▶ What is being asked:
If a line in the records contains the string "ClinicalRecord", show that line.

▶ Data for this exercise:

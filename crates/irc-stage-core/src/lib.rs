//! # IRC Stage Core
//!
//! Pure inference engine behind the IRC (chronic kidney disease) stage
//! prediction service.
//!
//! The data flow is linear:
//!
//! ```text
//! ClinicalRecord ──validate──► [f64; 11] ──Classifier::predict──► class index
//!                                         └─Classifier::predict_proba──► confidence
//! class index ──stage::describe──► "Stade 3 - Modérée à sévère"
//! ```
//!
//! This crate performs no network I/O and holds no global state. A loaded
//! [`Model`] is immutable and cheap to clone (it wraps an `Arc`), so the
//! app layer shares a single instance across all request handlers.

pub mod error;
pub mod model;
pub mod predictor;
pub mod record;
pub mod stage;

pub use error::{FieldError, InferenceError, LoadError, PredictError, ValidationError};
pub use model::{
    ARTIFACT_FORMAT, ARTIFACT_VERSION, Classifier, GradientBoostingModel, GradientBoostingSpec,
    LinearModel, LinearSpec, Model, ModelArtifact, ModelInfo, ModelSpec, RegressionTree, TreeNode,
    load_model,
};
pub use predictor::{infer_stage, predict_stage};
pub use record::{ClinicalRecord, FEATURE_COUNT, FEATURE_NAMES, FeatureVector};
pub use stage::{STAGES, StagePrediction, UNKNOWN_STAGE, describe};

▶ Response box:
//! ClinicalRecord ──validate──► [f64; 11] ──Classifier::predict──► class index
pub use record::{ClinicalRecord, FEATURE_COUNT, FEATURE_NAMES, FeatureVector};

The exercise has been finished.